Same reason you don't re-power a 1946 Cadillac. These are labors of love. Some people like to preserve history, are willing to spend the money and deal with the aggravation. Some people don't care and buy a modern yacht. Different folks, different strokes.
Diesel art, naturally aspirated and no electronics, the perfect boat engine unless you need to go fast.
Then it also comes down to fit, balance, feel, performance. Sometimes old and heavy is just right. Most of the time it's no fun to give up mechanical reliance and force yourself upon computerized nightmares.
Hear, hear! Nothing like knowing you can get home with bailing wire and duct tape when all goes wrong.
First overhaul after 45 years of service... Wow, how many hours? An old Broward at Riverbend boatyard 10 years ago had Gardner machinery, forgot the details but either the boat was chopped up and somebody bid on the engines, or the boat sank from neglect and everything but the Gardners were toast. Nice video, sometimes old is better. (63 myself )

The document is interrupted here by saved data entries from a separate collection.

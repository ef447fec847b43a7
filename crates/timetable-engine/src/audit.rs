//! Full re-verification of a schedule, reporting every problem found.
//!
//! Where [`validate`](crate::validate) stops at the first violation of one
//! candidate, an audit walks the whole schedule and lists everything a
//! generated proposal was asked to get right: one entry per course, resolvable
//! references, qualified instructors, room capacity, availability, end times
//! that match the course duration, the working day, full coverage of the
//! course catalog, and no double booking.

use std::collections::HashSet;

use serde::Serialize;
use thiserror::Error;

use crate::catalog::CatalogIndex;
use crate::conflict::{scan, Conflict};
use crate::defaults::{WORKDAY_END, WORKDAY_START};
use crate::model::{Course, Instructor, Room, ScheduleEntry};
use crate::time::ClockTime;
use crate::validate::{check_placement, Violation};

#[derive(Error, Debug, Clone, PartialEq, Serialize)]
#[serde(tag = "kind", rename_all = "camelCase")]
pub enum AuditIssue {
    #[error("{course_id}: scheduled more than once")]
    DuplicateEntry { course_id: String },

    #[error("{course_id}: {violation}")]
    Placement {
        course_id: String,
        violation: Violation,
    },

    #[error("{course_id}: instructor {instructor_id} is not assigned to this course")]
    NotAssigned {
        course_id: String,
        instructor_id: String,
    },

    #[error("{course_id}: runs {actual_minutes} min but the course lasts {expected_minutes} min")]
    DurationMismatch {
        course_id: String,
        expected_minutes: u32,
        actual_minutes: u32,
    },

    #[error("{course_id}: {start}-{end} falls outside the working day")]
    OutsideWorkday {
        course_id: String,
        start: ClockTime,
        end: ClockTime,
    },

    #[error("{course_id}: not scheduled")]
    Unscheduled { course_id: String },

    #[error("{0}")]
    Conflict(Conflict),
}

/// Audit `schedule` against the catalogs.
///
/// Per-entry issues come first in schedule order, then unscheduled courses in
/// catalog order, then the [`scan`] conflicts. An empty result means the
/// schedule satisfies every constraint checked here.
pub fn audit(
    schedule: &[ScheduleEntry],
    courses: &[Course],
    rooms: &[Room],
    instructors: &[Instructor],
) -> Vec<AuditIssue> {
    let index = CatalogIndex::new(courses, rooms, instructors);
    let mut issues = Vec::new();
    let mut seen = HashSet::new();

    for entry in schedule {
        let course_id = &entry.course_id;
        if !seen.insert(course_id.as_str()) {
            issues.push(AuditIssue::DuplicateEntry {
                course_id: course_id.clone(),
            });
        }

        if let Err(violation) = check_placement(entry, &index) {
            issues.push(AuditIssue::Placement {
                course_id: course_id.clone(),
                violation,
            });
        }

        if let Some(instructor) = index.instructor(&entry.instructor_id) {
            if !instructor.teaches(course_id) {
                issues.push(AuditIssue::NotAssigned {
                    course_id: course_id.clone(),
                    instructor_id: instructor.id.clone(),
                });
            }
        }

        if let Some(course) = index.course(course_id) {
            let expected_minutes = (course.duration * 60.0).round().max(0.0) as u32;
            let actual_minutes = entry.duration_minutes();
            if expected_minutes != actual_minutes || entry.end_time < entry.start_time {
                issues.push(AuditIssue::DurationMismatch {
                    course_id: course_id.clone(),
                    expected_minutes,
                    actual_minutes,
                });
            }
        }

        if entry.start_time < WORKDAY_START || entry.end_time > WORKDAY_END {
            issues.push(AuditIssue::OutsideWorkday {
                course_id: course_id.clone(),
                start: entry.start_time,
                end: entry.end_time,
            });
        }
    }

    issues.extend(
        courses
            .iter()
            .filter(|course| !seen.contains(course.id.as_str()))
            .map(|course| AuditIssue::Unscheduled {
                course_id: course.id.clone(),
            }),
    );

    issues.extend(scan(schedule).into_iter().map(AuditIssue::Conflict));
    issues
}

You of course have lousy taste, 9 out of 10 young women disagree, especially in Columbia and Brazil: The pretty ones like mature dudes...

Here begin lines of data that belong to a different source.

//! Integration tests for the `timetable` CLI binary.
//!
//! These tests use `assert_cmd` and `predicates` to drive the binary against a
//! state file in a temporary directory: seeding, generating, validating,
//! mutating, and checking that rejected changes leave the file untouched.

// `Command::cargo_bin` was deprecated in assert_cmd 2.1.2 in favor of
// `cargo::cargo_bin_cmd!`. Allow it until we migrate.
#![allow(deprecated)]

use std::path::{Path, PathBuf};

use assert_cmd::Command;
use predicates::prelude::*;
use tempfile::TempDir;

/// Helper: a `timetable` command pointed at `state`, with logging silenced.
fn timetable(state: &Path) -> Command {
    let mut cmd = Command::cargo_bin("timetable").unwrap();
    cmd.arg("--state").arg(state).env("RUST_LOG", "off");
    cmd
}

/// Helper: a temp dir holding a seeded state file.
fn seeded() -> (TempDir, PathBuf) {
    let dir = TempDir::new().unwrap();
    let state = dir.path().join("timetable.json");
    timetable(&state).arg("init").assert().success();
    (dir, state)
}

/// Helper: a temp dir holding a seeded state file with the fixture schedule.
fn generated() -> (TempDir, PathBuf) {
    let (dir, state) = seeded();
    timetable(&state)
        .arg("generate")
        .assert()
        .success()
        .stdout(predicate::str::contains("Generated 6 entries"));
    (dir, state)
}

fn read_state(state: &Path) -> serde_json::Value {
    let json = std::fs::read_to_string(state).expect("state file must exist");
    serde_json::from_str(&json).expect("state file must be JSON")
}

// ─────────────────────────────────────────────────────────────────────────────
// init / generate / conflicts
// ─────────────────────────────────────────────────────────────────────────────

#[test]
fn init_writes_seed_catalogs() {
    let (_dir, state) = seeded();

    let value = read_state(&state);
    assert_eq!(value["courses"].as_array().unwrap().len(), 6);
    assert_eq!(value["instructors"].as_array().unwrap().len(), 4);
    assert_eq!(value["rooms"].as_array().unwrap().len(), 4);
    assert!(value["schedule"].as_array().unwrap().is_empty());
}

#[test]
fn init_refuses_to_overwrite() {
    let (_dir, state) = seeded();

    timetable(&state)
        .arg("init")
        .assert()
        .failure()
        .stderr(predicate::str::contains("already exists"));

    timetable(&state).args(["init", "--force"]).assert().success();
}

#[test]
fn generated_schedule_is_conflict_free() {
    let (_dir, state) = generated();

    timetable(&state)
        .arg("conflicts")
        .assert()
        .success()
        .stdout(predicate::str::contains("No conflicts."));

    timetable(&state)
        .arg("audit")
        .assert()
        .success()
        .stdout(predicate::str::contains("No issues."));
}

#[test]
fn missing_state_file_fails() {
    let dir = TempDir::new().unwrap();

    timetable(&dir.path().join("nope.json"))
        .arg("conflicts")
        .assert()
        .failure()
        .stderr(predicate::str::contains("Failed to read state file"));
}

// ─────────────────────────────────────────────────────────────────────────────
// validate / save / move / remove
// ─────────────────────────────────────────────────────────────────────────────

#[test]
fn validate_accepts_free_slot() {
    let (_dir, state) = seeded();

    timetable(&state)
        .args([
            "validate", "--course", "C101", "--instructor", "I001", "--room", "R1", "--day",
            "Monday", "--start", "09:00",
        ])
        .assert()
        .success()
        .stdout(predicate::str::contains("OK: C101 on Monday 9:00 AM-10:30 AM"));
}

#[test]
fn validate_reports_capacity_first() {
    let (_dir, state) = seeded();

    // Physics Lab (30) cannot hold World History (50); Saturday is also wrong.
    timetable(&state)
        .args([
            "validate", "--course", "H110", "--instructor", "I001", "--room", "R2", "--day",
            "sat", "--start", "06:00",
        ])
        .assert()
        .failure()
        .stderr(predicate::str::contains(
            "Room 'Physics Lab' capacity (30) is less than class size (50).",
        ));
}

#[test]
fn validate_rejects_malformed_time() {
    let (_dir, state) = seeded();

    timetable(&state)
        .args([
            "validate", "--course", "C101", "--instructor", "I001", "--room", "R1", "--day",
            "Monday", "--start", "9am",
        ])
        .assert()
        .failure()
        .stderr(predicate::str::contains("Invalid time"));
}

#[test]
fn save_then_list_unassigned() {
    let (_dir, state) = seeded();

    timetable(&state)
        .args([
            "save", "--course", "C101", "--instructor", "I001", "--room", "R1", "--day",
            "Monday", "--start", "09:00",
        ])
        .assert()
        .success();

    let value = read_state(&state);
    assert_eq!(value["schedule"][0]["endTime"], "10:30");

    timetable(&state)
        .arg("unassigned")
        .assert()
        .success()
        .stdout(predicate::str::contains("M201\tCalculus II"))
        .stdout(predicate::str::contains("C101").not());
}

#[test]
fn rejected_move_leaves_file_untouched() {
    let (_dir, state) = generated();
    let before = std::fs::read_to_string(&state).unwrap();

    // A401 holds Main Hall on Wednesday 09:00-11:30.
    timetable(&state)
        .args(["move", "C101", "--day", "Wednesday", "--start", "10:00"])
        .assert()
        .failure()
        .stderr(predicate::str::contains(
            "Room 'Main Hall' is already booked for 'Advanced Algorithms'",
        ));

    assert_eq!(std::fs::read_to_string(&state).unwrap(), before);
}

#[test]
fn move_recomputes_end_time() {
    let (_dir, state) = generated();

    timetable(&state)
        .args(["move", "C101", "--day", "Monday", "--start", "10:30"])
        .assert()
        .success()
        .stdout(predicate::str::contains("Moved C101 to Monday 10:30 AM-12:00 PM"));
}

#[test]
fn remove_unknown_course_fails() {
    let (_dir, state) = generated();

    timetable(&state)
        .args(["remove", "ZZZ"])
        .assert()
        .failure()
        .stderr(predicate::str::contains("No schedule entry for course 'ZZZ'"));

    timetable(&state).args(["remove", "C101"]).assert().success();
}

// ─────────────────────────────────────────────────────────────────────────────
// accept / layout
// ─────────────────────────────────────────────────────────────────────────────

#[test]
fn conflicting_proposal_is_rejected() {
    let (dir, state) = generated();
    let before = std::fs::read_to_string(&state).unwrap();
    let proposal = dir.path().join("proposal.json");
    std::fs::write(
        &proposal,
        r#"{"schedule":[
            {"courseId":"C101","instructorId":"I001","roomId":"R1","day":"Monday","startTime":"09:00","endTime":"10:00"},
            {"courseId":"M201","instructorId":"I003","roomId":"R1","day":"Monday","startTime":"09:30","endTime":"10:30"}
        ]}"#,
    )
    .unwrap();

    timetable(&state)
        .arg("accept")
        .arg(&proposal)
        .assert()
        .failure()
        .stderr(predicate::str::contains("Error generating schedule"))
        .stderr(predicate::str::contains("1 conflict(s)"));

    assert_eq!(std::fs::read_to_string(&state).unwrap(), before);
}

#[test]
fn error_body_is_reported() {
    let (dir, state) = seeded();
    let proposal = dir.path().join("proposal.json");
    std::fs::write(&proposal, r#"{"error":"AI Service Error: quota exceeded"}"#).unwrap();

    timetable(&state)
        .arg("accept")
        .arg(&proposal)
        .assert()
        .failure()
        .stderr(predicate::str::contains("quota exceeded"));
}

#[test]
fn layout_prints_json_for_one_day() {
    let (_dir, state) = generated();

    let output = timetable(&state)
        .args(["layout", "--day", "Tuesday"])
        .output()
        .unwrap();
    assert!(output.status.success());

    let layout: serde_json::Value = serde_json::from_slice(&output.stdout).unwrap();
    let items = layout.as_array().unwrap();
    assert_eq!(items.len(), 2);
    assert_eq!(items[0]["courseId"], "P303");
    assert_eq!(items[1]["courseId"], "E210");
    assert_eq!(items[0]["width"], 100.0);
}

#[test]
fn state_can_come_from_env() {
    let (_dir, state) = generated();

    Command::cargo_bin("timetable")
        .unwrap()
        .env("TIMETABLE_STATE", &state)
        .env("RUST_LOG", "off")
        .args(["conflicts", "--json"])
        .assert()
        .success()
        .stdout(predicate::str::contains("[]"));
}

#[test]
fn unknown_subcommand_fails() {
    Command::cargo_bin("timetable")
        .unwrap()
        .arg("frobnicate")
        .assert()
        .failure()
        .stderr(predicate::str::contains("error").or(predicate::str::contains("unrecognized")));
}

// ─────────────────────────────────────────────────────────────────────────────
// audit / conflicts with findings, assignments
// ─────────────────────────────────────────────────────────────────────────────

#[test]
fn audit_lists_issues_and_fails() {
    let (dir, state) = seeded();
    let proposal = dir.path().join("proposal.json");
    // Conflict-free, so accepted, but five catalog courses stay unscheduled.
    std::fs::write(
        &proposal,
        r#"{"schedule":[
            {"courseId":"C101","instructorId":"I001","roomId":"R1","day":"Monday","startTime":"09:00","endTime":"10:30"}
        ]}"#,
    )
    .unwrap();
    timetable(&state)
        .arg("accept")
        .arg(&proposal)
        .assert()
        .success()
        .stdout(predicate::str::contains("Accepted 1 entries"));

    timetable(&state)
        .arg("audit")
        .assert()
        .failure()
        .stdout(predicate::str::contains("M201: not scheduled"))
        .stdout(predicate::str::contains("C101").not())
        .stderr(predicate::str::contains("5 issue(s) found"));
}

#[test]
fn conflicts_lists_each_double_booking() {
    let dir = TempDir::new().unwrap();
    let state = dir.path().join("timetable.json");
    std::fs::write(
        &state,
        r#"{"schedule":[
            {"courseId":"C101","instructorId":"I001","roomId":"R1","day":"Monday","startTime":"09:00","endTime":"10:00"},
            {"courseId":"M201","instructorId":"I003","roomId":"R1","day":"Monday","startTime":"09:30","endTime":"10:30"}
        ]}"#,
    )
    .unwrap();

    timetable(&state)
        .arg("conflicts")
        .assert()
        .success()
        .stdout(predicate::str::contains(
            "room R1 double-booked on Monday at 09:30 (C101 09:00-10:00, M201 09:30-10:30)",
        ))
        .stdout(predicate::str::contains("1 conflict(s)"));
}

#[test]
fn assignments_group_rooms_in_week_order() {
    let (_dir, state) = generated();

    timetable(&state)
        .args(["assignments", "--by", "room"])
        .assert()
        .success()
        .stdout(predicate::str::contains(
            "Main Hall (R1)\n  Monday 9:00 AM-10:30 AM\tC101\tIntro to Computer Science\tI001\n  Wednesday 9:00 AM-11:30 AM\tA401",
        ));

    timetable(&state)
        .args(["assignments", "--by", "instructor"])
        .assert()
        .success()
        .stdout(predicate::str::contains(
            "Dr. Ada Lovelace (I004)\n  Tuesday 2:00 PM-4:00 PM\tE210\tDigital Circuits\tR3\n  Wednesday 1:00 PM-2:30 PM\tH110",
        ));
}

Spotted another classic yacht today while canal cruising, clean, well maintained and perhaps Gardner machinery? https://www.cruisersforum.com/gallery/showimage.php?i=14084&c=500 (Posting links rather than pics, keep exceeding the 800 mb limit on this board, click the link on your on risk)

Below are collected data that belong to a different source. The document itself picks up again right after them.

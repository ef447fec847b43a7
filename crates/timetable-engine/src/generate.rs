//! Boundary with the external schedule generator.
//!
//! The generator receives the three catalogs and answers with a candidate
//! schedule. Nothing it returns is trusted: [`Timetable::accept_generated`]
//! rescans the proposal and rejects it whole on any conflict.
//!
//! [`Timetable::accept_generated`]: crate::timetable::Timetable::accept_generated

use serde::{Deserialize, Serialize};
use serde_json::Value;

use crate::error::{Result, TimetableError};
use crate::model::{Course, Day, Instructor, Room, ScheduleEntry};
use crate::time::ClockTime;

/// Catalogs sent to the generator.
#[derive(Debug, Clone, PartialEq, Serialize, Deserialize)]
pub struct GenerationRequest {
    pub courses: Vec<Course>,
    pub instructors: Vec<Instructor>,
    pub rooms: Vec<Room>,
}

impl GenerationRequest {
    pub fn to_json(&self) -> Result<String> {
        Ok(serde_json::to_string(self)?)
    }
}

/// A successful generator answer: `{"schedule": [...]}`.
#[derive(Debug, Clone, PartialEq, Serialize, Deserialize)]
pub struct GenerationResponse {
    pub schedule: Vec<ScheduleEntry>,
}

impl GenerationResponse {
    /// Parse a response body from the generator.
    ///
    /// A body of the form `{"error": "..."}` becomes [`TimetableError::Generation`]
    /// carrying that message; a body that is not JSON, lacks `schedule`, or holds
    /// entries that do not parse is reported as a malformed response.
    pub fn from_json(body: &str) -> Result<Self> {
        let value: Value = serde_json::from_str(body)
            .map_err(|e| TimetableError::Generation(format!("malformed response: {}", e)))?;

        if let Some(message) = value.get("error").and_then(Value::as_str) {
            return Err(TimetableError::Generation(message.to_string()));
        }

        let Some(schedule) = value.get("schedule") else {
            return Err(TimetableError::Generation(
                "response did not contain a schedule".to_string(),
            ));
        };

        let schedule = Vec::<ScheduleEntry>::deserialize(schedule)
            .map_err(|e| TimetableError::Generation(format!("malformed schedule: {}", e)))?;
        Ok(Self { schedule })
    }
}

/// Anything that can propose a full schedule for a set of catalogs.
///
/// Implementations report transport and service failures as
/// [`TimetableError::Generation`]; the caller converts them into one message
/// and leaves the current schedule untouched.
pub trait ScheduleGenerator {
    fn generate(&self, request: &GenerationRequest) -> Result<Vec<ScheduleEntry>>;
}

impl<F> ScheduleGenerator for F
where
    F: Fn(&GenerationRequest) -> Result<Vec<ScheduleEntry>>,
{
    fn generate(&self, request: &GenerationRequest) -> Result<Vec<ScheduleEntry>> {
        self(request)
    }
}

/// Offline stand-in for the generator: a fixed, conflict-free schedule over the
/// seed catalogs, ignoring the request.
#[derive(Debug, Clone, Copy, Default)]
pub struct FixtureGenerator;

impl ScheduleGenerator for FixtureGenerator {
    fn generate(&self, _request: &GenerationRequest) -> Result<Vec<ScheduleEntry>> {
        tracing::debug!("serving fixture schedule");
        Ok(vec![
            fixture_entry("C101", "I001", "R1", Day::Monday, (9, 0), (10, 30)),
            fixture_entry("A401", "I001", "R1", Day::Wednesday, (9, 0), (11, 30)),
            fixture_entry("P303", "I002", "R2", Day::Tuesday, (10, 0), (12, 0)),
            fixture_entry("M201", "I003", "R2", Day::Friday, (10, 0), (11, 0)),
            fixture_entry("H110", "I004", "R4", Day::Wednesday, (13, 0), (14, 30)),
            fixture_entry("E210", "I004", "R3", Day::Tuesday, (14, 0), (16, 0)),
        ])
    }
}

fn fixture_entry(
    course: &str,
    instructor: &str,
    room: &str,
    day: Day,
    (start_h, start_m): (u16, u16),
    (end_h, end_m): (u16, u16),
) -> ScheduleEntry {
    ScheduleEntry {
        course_id: course.to_string(),
        instructor_id: instructor.to_string(),
        room_id: room.to_string(),
        day,
        start_time: ClockTime(start_h * 60 + start_m),
        end_time: ClockTime(end_h * 60 + end_m),
    }
}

Another nice classic on the River today: Perfectly clean and maintained: https://www.cruisersforum.com/gallery/showimage.php?i=14085&original=1&c=500 Perhaps Gardner engines again. (Do not click link if you are limited on bandwidth)
The Gardners are very low RPM engines. The ones in the 97' MY I worked on would idle at 100 rpms. We cruised them at around 1050-1100 rpms usually and I think they were 1500 rpm WOT or perhaps a little more and made only 200 hp and were really long and really big inline 8 cylinder 851 cubic inches. So for hours I'm sure they'll go and go and go like the energizer bunny.